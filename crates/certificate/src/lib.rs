//! Certificate generation - fill a PDF template once per recipient
//!
//! This crate provides:
//! - Job configuration (JSON, camelCase keys)
//! - Recipient records read from a spreadsheet or CSV file
//! - Output filename sanitization
//! - The batch orchestrator: locate the placeholder once, then render one
//!   certificate per record
//!
//! # Example
//!
//! ```ignore
//! use certificate::{run, JobConfig};
//!
//! let config = JobConfig::new("template.pdf", "names.xlsx");
//! let report = run(&config)?;
//! println!("{} certificates written", report.generated.len());
//! ```

mod config;
mod filename;
mod generator;
mod records;

pub use config::{
    JobConfig, RowFailurePolicy, TextStyle, DEFAULT_FONT, DEFAULT_FONT_SIZE, DEFAULT_NAME_COLUMN,
    DEFAULT_OUTPUT_DIR, DEFAULT_PLACEHOLDER,
};
pub use filename::{output_file_name, safe_name, FILE_PREFIX};
pub use generator::{locate, run, BatchReport, CertificateGenerator, SkippedRow};
pub use records::{read_records, DataFormat, RecipientRecord};

use std::fmt;
use std::path::PathBuf;
use thiserror::Error;

/// Which input could not be found
#[derive(Debug, Clone, Copy, PartialEq, Eq)]
pub enum InputKind {
    Template,
    Data,
    Config,
}

impl fmt::Display for InputKind {
    fn fmt(&self, f: &mut fmt::Formatter<'_>) -> fmt::Result {
        match self {
            Self::Template => write!(f, "template"),
            Self::Data => write!(f, "spreadsheet"),
            Self::Config => write!(f, "config"),
        }
    }
}

/// Errors that can occur during certificate generation
#[derive(Debug, Error)]
pub enum CertificateError {
    #[error("{kind} file not found: {}", path.display())]
    InputNotFound { kind: InputKind, path: PathBuf },

    #[error("placeholder '{0}' not found on page 1 of the template")]
    PlaceholderNotFound(String),

    #[error("row {row}: name is empty")]
    MalformedRow { row: usize },

    #[error("column '{column}' not found in {}", path.display())]
    MissingColumn { column: String, path: PathBuf },

    #[error("unsupported data file format: {}", path.display())]
    UnsupportedDataFormat { path: PathBuf },

    #[error("spreadsheet error: {0}")]
    Spreadsheet(String),

    #[error("CSV error: {0}")]
    Csv(#[from] csv::Error),

    #[error("invalid configuration: {0}")]
    Config(String),

    #[error("row {row} ({name}): {source}")]
    RowFailed {
        row: usize,
        name: String,
        #[source]
        source: Box<CertificateError>,
    },

    #[error("PDF error: {0}")]
    Pdf(#[from] pdf_core::PdfError),

    #[error("IO error: {0}")]
    Io(#[from] std::io::Error),
}

/// Result type for certificate operations
pub type Result<T> = std::result::Result<T, CertificateError>;
//! PDF Core - Low-level PDF text search and stamping
//!
//! This crate provides functionality for:
//! - Opening and saving PDF documents
//! - Locating literal text on a page, with its bounding box
//! - Inserting text in a standard font, optionally centered on a point
//!
//! # Example
//!
//! ```ignore
//! use pdf_core::{FontSpec, PdfDocument};
//!
//! let mut doc = PdfDocument::open("template.pdf")?;
//! let placeholder = doc.search_text(1, "NAME_PLACEHOLDER")?[0];
//! let font = FontSpec::new("Times-Italic", 37.0)?;
//! doc.insert_text_centered(1, placeholder.center(), "Alice Smith", &font)?;
//! doc.save("certificate.pdf")?;
//! ```

mod document;
mod encoding;
mod font;
mod geometry;
mod locate;
mod objects;
mod page_font;
mod text;

pub use document::PdfDocument;
pub use font::{FontSpec, StandardFont};
pub use geometry::{Point, Rect};
pub use locate::TextChar;
pub use text::{generate_text_operators, hex_string, start_x, TextRenderContext};

use thiserror::Error;

/// Errors that can occur during PDF operations
#[derive(Debug, Error)]
pub enum PdfError {
    #[error("Failed to open PDF: {0}")]
    OpenError(String),

    #[error("Failed to save PDF: {0}")]
    SaveError(String),

    #[error("Font resolution failed: {0}")]
    FontResolution(String),

    #[error("Character {ch:?} cannot be drawn with {font}")]
    UnsupportedCharacter { ch: char, font: String },

    #[error("Invalid page number: {0} (document has {1} pages)")]
    InvalidPage(usize, usize),

    #[error("IO error: {0}")]
    IoError(#[from] std::io::Error),

    #[error("Lopdf error: {0}")]
    LopdfError(#[from] lopdf::Error),
}

/// Result type for PDF operations
pub type Result<T> = std::result::Result<T, PdfError>;

/// Text alignment options
#[derive(Debug, Clone, Copy, Default, PartialEq, Eq)]
pub enum Align {
    #[default]
    Left,
    Center,
    Right,
}

#[cfg(test)]
mod tests {
    use super::*;

    #[test]
    fn test_align_default() {
        assert_eq!(Align::default(), Align::Left);
    }

    #[test]
    fn test_error_messages() {
        let err = PdfError::UnsupportedCharacter {
            ch: 'ส',
            font: "Times-Italic".to_string(),
        };
        assert_eq!(
            err.to_string(),
            "Character 'ส' cannot be drawn with Times-Italic"
        );

        let err = PdfError::InvalidPage(3, 1);
        assert_eq!(
            err.to_string(),
            "Invalid page number: 3 (document has 1 pages)"
        );
    }
}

###

Go through the records above, find every line with the word "that", and list those lines.

/// Errors that can occur during certificate generation
/// Errors that can occur during PDF operations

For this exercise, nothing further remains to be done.